··· DATASET EXCERPTS
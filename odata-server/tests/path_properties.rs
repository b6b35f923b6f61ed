// Resource path parsing over arbitrary key strings and function arguments.

use odata_core::edm::literal::quote;
use odata_server::{ResourcePath, Segment};
use percent_encoding::{utf8_percent_encode, NON_ALPHANUMERIC};
use proptest::prelude::*;

proptest! {
    #[test]
    fn quoted_keys_survive_encoding(text in "\\PC{0,24}") {
        let literal = quote(&text);
        let path = format!("/People({})", utf8_percent_encode(&literal, NON_ALPHANUMERIC));
        let parsed = ResourcePath::parse(&path).unwrap();
        prop_assert_eq!(parsed.entity_set.as_deref(), Some("People"));
        prop_assert_eq!(parsed.key, Some(literal));
        prop_assert!(parsed.segments.is_empty());
    }

    #[test]
    fn function_arguments_keep_literals(a in "\\PC{0,12}", b in -1000i64..1000) {
        let literal = quote(&a);
        let segment = format!("Test.Fn(label={},n={})", literal, b);
        let path = format!("/People(1)/{}", utf8_percent_encode(&segment, NON_ALPHANUMERIC));
        let parsed = ResourcePath::parse(&path).unwrap();
        prop_assert_eq!(
            parsed.segments,
            vec![Segment::Function {
                name: "Test.Fn".to_string(),
                arguments: vec![("label".to_string(), literal), ("n".to_string(), b.to_string())],
            }]
        );
    }
}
······
▸ **TASK PROMPT**
Tally the lines of the listing that include "People". Nothing but the resulting number should be returned.

▸ **SOLUTION**
3